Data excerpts
——
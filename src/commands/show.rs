use anyhow::Result;

use crate::db::Database;

pub fn run(db: &Database, id: i64, json: bool) -> Result<()> {
    let issue = db.get_issue(id)?;

    if json {
        println!("{}", serde_json::to_string_pretty(&issue)?);
        return Ok(());
    }

    println!("Issue #{}", issue.id);
    println!("  Type:        {}", issue.issue_type);
    println!("  Status:      {}", issue.status);
    println!("  Priority:    {}", issue.priority);
    println!("  Reporter:    user #{}", issue.reporter_id);
    println!("  Description: {}", issue.description);
    println!(
        "  Location:    {} ({}, {})",
        issue.location.address, issue.location.coordinates.lat, issue.location.coordinates.lng
    );
    if let Some(department) = &issue.department {
        println!("  Department:  {}", department);
    }
    if let Some(assignee) = issue.assigned_to {
        println!("  Assigned to: user #{}", assignee);
    }
    if let Some(notes) = &issue.resolution_notes {
        println!("  Resolution:  {}", notes);
    }
    for reference in &issue.photos {
        println!("  Photo:       {}", reference);
    }
    println!("  Created:     {}", issue.created_at.to_rfc3339());
    println!("  Updated:     {}", issue.updated_at.to_rfc3339());
    if let Some(resolved_at) = issue.resolved_at {
        println!("  Resolved:    {}", resolved_at.to_rfc3339());
    }

    Ok(())
}

#[cfg(test)]
mod tests {
    use super::*;
    use crate::error::CoreError;
    use crate::lifecycle::IssueDraft;
    use crate::models::{Coordinates, IssueType, Location, Role};
    use tempfile::tempdir;

    #[test]
    fn test_show_missing_issue_fails() {
        let dir = tempdir().unwrap();
        let db = Database::open(&dir.path().join("test.db")).unwrap();

        let err = run(&db, 42, false).unwrap_err();
        assert!(matches!(
            err.downcast_ref::<CoreError>(),
            Some(CoreError::NotFound(_))
        ));
    }

    #[test]
    fn test_show_existing_issue() {
        let dir = tempdir().unwrap();
        let db = Database::open(&dir.path().join("test.db")).unwrap();
        let user = db
            .create_user("Ada", "ada@example.com", Role::Citizen)
            .unwrap();
        let issue = db
            .create_issue(&IssueDraft {
                reporter_id: user.id,
                issue_type: IssueType::Safety,
                description: "broken streetlight".to_string(),
                location: Location {
                    address: "5th Ave".to_string(),
                    coordinates: Coordinates { lat: 0.5, lng: 0.7 },
                },
                photos: Vec::new(),
                priority: None,
            })
            .unwrap();

        assert!(run(&db, issue.id, false).is_ok());
        assert!(run(&db, issue.id, true).is_ok());
    }
}
//! Caller identity and the single capability check. Identity itself is
//! established outside this core; here a caller is just a resolved user id
//! plus role.

use crate::db::Database;
use crate::error::CoreError;
use crate::models::Role;

#[derive(Debug, Clone, Copy)]
pub struct Caller {
    pub id: i64,
    pub role: Role,
}

/// Resolves an already-authenticated user id into a caller. Fails with
/// `NotFound` for an unknown id.
pub fn resolve_caller(db: &Database, user_id: i64) -> Result<Caller, CoreError> {
    let user = db.get_user(user_id)?;
    Ok(Caller {
        id: user.id,
        role: user.role,
    })
}

/// Central role gate for privileged operations.
pub fn require_role(caller: &Caller, role: Role) -> Result<(), CoreError> {
    if caller.role == role {
        Ok(())
    } else {
        Err(CoreError::AccessDenied)
    }
}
——
> THE PROBLEM:
Say, as a number only, how many lines of the data contain "photos".

> EXERCISE RESULT:
2